# The #1 song on your birthday



## IcySapphire (Jan 28, 2009)

Ever wanted to know what the #1 song was on your birthday? Here's one way to find out:

1. Go here

2. Look up your birth month and day

3. Post here with the song that is listed for your birth year (and a video of the song, if you wish)

Mine was "St. Elmo's Fire" (Man in Motion)-- video here


----------



## foreign contaminant (Jan 28, 2009)

haha, you share my mom's birthday. D:

the #1 song on my birthday was "save the best for last" by vanessa williams, apparently.


----------



## Retsu (Jan 28, 2009)

I Will Always Love You - Whitney Houston

yeah no.


----------



## Zuu (Jan 28, 2009)

Retsu said:


> I Will Always Love You - Whitney Houston
> 
> yeah no.


----------



## Retsu (Jan 28, 2009)

Same song? Awesome.


----------



## Ramsie (Jan 28, 2009)

"Informer" by Snow. I don't think I had heard it before today. It's okay I guess... Not something I'll ever listen to again probably.


----------



## Negrek (Jan 28, 2009)

Straight Up - Paula Abdul

Just looking at the name, I didn't think it was anything I knew, but listening to the YouTube I was like, "Oh, yeah, I know _this_." Oh, 80's music.


----------



## Zuu (Jan 28, 2009)

Retsu said:


> Same song? Awesome.


Well, we _are_ just two days apart.

Too bad it's a shitty song.


----------



## ultraviolet (Jan 28, 2009)

"Baby Got Back" by Sir Mix-a-Lot.

>:|


----------



## Dannichu (Jan 28, 2009)

^ XDDD

Mine's "Listen to Your Heart" by Roxette, which I've never heard of (at least I don't think I have). Huh.
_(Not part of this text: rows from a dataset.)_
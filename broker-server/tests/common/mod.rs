//! Shared test harness: a file-backed SQLite pool with seeded parties and
//! fleet, plus recording/failing notification sinks.
#![allow(dead_code)]

use std::sync::{Arc, Mutex};

use async_trait::async_trait;
use broker_server::db;
use broker_server::error::ServiceError;
use broker_server::notify::{BoxError, NotificationSink};
use broker_server::workflow::orders::OrderDraft;
use shared::error::AppError;
use shared::models::{Location, LoadDetails, NotificationRequest};
use sqlx::SqlitePool;
use tempfile::TempDir;

pub const BUYER: i64 = 1;
pub const SUPPLIER_A: i64 = 10;
pub const SUPPLIER_B: i64 = 20;
pub const DRIVER_A: i64 = 101;
pub const DRIVER_B: i64 = 201;
pub const VEHICLE_A: i64 = 102;
pub const VEHICLE_B: i64 = 202;

pub struct TestCtx {
    pub pool: SqlitePool,
    pub sink: Arc<RecordingSink>,
    // Dropped last; keeps the database file alive for the pool's lifetime.
    _dir: TempDir,
}

impl TestCtx {
    pub async fn new() -> Self {
        let dir = tempfile::tempdir().unwrap();
        let db_path = dir.path().join("broker.db");
        let pool = db::connect(db_path.to_str().unwrap()).await.unwrap();
        seed_fleet(&pool).await;
        Self {
            pool,
            sink: Arc::new(RecordingSink::default()),
            _dir: dir,
        }
    }

    pub fn sink(&self) -> &dyn NotificationSink {
        self.sink.as_ref()
    }
}

async fn seed_fleet(pool: &SqlitePool) {
    sqlx::query(
        "INSERT INTO buyers (id, name, company, mobile)
         VALUES (?1, 'Usha', 'Usha Traders', '9000000001')",
    )
    .bind(BUYER)
    .execute(pool)
    .await
    .unwrap();

    for (id, name, company) in [
        (SUPPLIER_A, "Sharma", "Sharma Logistics"),
        (SUPPLIER_B, "Verma", "Verma Transports"),
    ] {
        sqlx::query(
            "INSERT INTO suppliers (id, name, company, mobile) VALUES (?1, ?2, ?3, '9000000002')",
        )
        .bind(id)
        .bind(name)
        .bind(company)
        .execute(pool)
        .await
        .unwrap();
    }

    for (id, supplier_id, name) in [(DRIVER_A, SUPPLIER_A, "Ravi"), (DRIVER_B, SUPPLIER_B, "Mani")]
    {
        sqlx::query(
            "INSERT INTO drivers (id, supplier_id, name, mobile) VALUES (?1, ?2, ?3, '9000000003')",
        )
        .bind(id)
        .bind(supplier_id)
        .bind(name)
        .execute(pool)
        .await
        .unwrap();
    }

    for (id, supplier_id, number) in [
        (VEHICLE_A, SUPPLIER_A, "KA-01-AB-1234"),
        (VEHICLE_B, SUPPLIER_B, "TN-07-CD-5678"),
    ] {
        sqlx::query(
            "INSERT INTO vehicles (id, supplier_id, number, vehicle_type)
             VALUES (?1, ?2, ?3, 'open truck')",
        )
        .bind(id)
        .bind(supplier_id)
        .bind(number)
        .execute(pool)
        .await
        .unwrap();
    }
}

pub fn rice_draft() -> OrderDraft {
    OrderDraft {
        load: LoadDetails {
            load_type: "Rice".into(),
            tonnage: 20.0,
            unit_count: Some(400),
        },
        origin: Location {
            state: "Karnataka".into(),
            district: "Bangalore Urban".into(),
            place: "Bangalore".into(),
            sub_area: Some("Yeshwanthpur".into()),
        },
        destination: Location {
            state: "Tamil Nadu".into(),
            district: "Chennai".into(),
            place: "Chennai".into(),
            sub_area: None,
        },
        required_date: "2026-09-10".into(),
        instructions: Some("Tarpaulin cover required".into()),
    }
}

/// Sink that records every request it receives.
#[derive(Default)]
pub struct RecordingSink {
    pub sent: Mutex<Vec<NotificationRequest>>,
}

#[async_trait]
impl NotificationSink for RecordingSink {
    async fn deliver(&self, req: NotificationRequest) -> Result<(), BoxError> {
        self.sent.lock().unwrap().push(req);
        Ok(())
    }
}

impl RecordingSink {
    pub fn kinds_for(&self, recipient_id: i64) -> Vec<String> {
        self.sent
            .lock()
            .unwrap()
            .iter()
            .filter(|r| r.recipient_id == recipient_id)
            .map(|r| r.kind.clone())
            .collect()
    }
}

/// Sink that always fails delivery.
pub struct FailingSink;

#[async_trait]
impl NotificationSink for FailingSink {
    async fn deliver(&self, _req: NotificationRequest) -> Result<(), BoxError> {
        Err("sink unavailable".into())
    }
}

/// Flatten a workflow error to its API shape for assertions.
pub fn app_error(e: ServiceError) -> AppError {
    e.into()
}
Aww, and my best friends' is "Another Day in Paradise" by Phil Collins. I'm so jealous ;;


----------



## DonKarasuMan (Jan 28, 2009)

_Hero_ by Mariah Carey


----------



## Tarvos (Jan 28, 2009)

1989 ... "Hangin' Tough" by New Kids on the Block

who the fuck are these fuckers.


----------



## Noctowl (Jan 28, 2009)

foreign contaminant said:


> the #1 song on my birthday was "save the best for last" by vanessa williams, apparently.


Same here. =3


----------



## Flareth (Jan 28, 2009)

1993 ... "I'd Do Anything for Love (But I Won't Do That)" by Meat Loaf


----------



## Storm Earth and Fire (Jan 28, 2009)

Justify My Love by Madonna

We need such charts for other countries.


----------



## Blaziking the God General (Jan 28, 2009)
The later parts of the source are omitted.